PROVIDED DATA below:

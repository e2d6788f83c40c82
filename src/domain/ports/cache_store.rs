use crate::domain::errors::DomainResult;
use async_trait::async_trait;
use std::time::Duration;

/// Key-value cache with expiring entries.
///
/// Values are opaque text. There are no transactional guarantees across
/// keys: each call stands on its own.
#[async_trait]
pub trait CacheStore: Send + Sync {
    /// Value stored under `key`, if present and not expired
    async fn get(&self, key: &str) -> DomainResult<Option<String>>;

    /// Store `value` under `key` for `ttl`, replacing any previous value
    async fn set_with_expiry(&self, key: &str, value: &str, ttl: Duration) -> DomainResult<()>;

    /// Remove every key in `keys`. Absent keys are not an error.
    async fn delete(&self, keys: &[String]) -> DomainResult<()>;

    /// Add `member` to the set stored under `key`, refreshing its TTL
    async fn add_to_set(&self, key: &str, member: &str, ttl: Duration) -> DomainResult<()>;

    /// Members of the set stored under `key`; empty when absent
    async fn set_members(&self, key: &str) -> DomainResult<Vec<String>>;
}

End of PROVIDED DATA.

▸ **ABOUT THIS TASK**: Look through the entries above and copy each line that has "under" in it.

▸ **SOLUTION TO THIS EXERCISE**:
    /// Value stored under `key`, if present and not expired
    /// Store `value` under `key` for `ttl`, replacing any previous value
    /// Add `member` to the set stored under `key`, refreshing its TTL
    /// Members of the set stored under `key`; empty when absent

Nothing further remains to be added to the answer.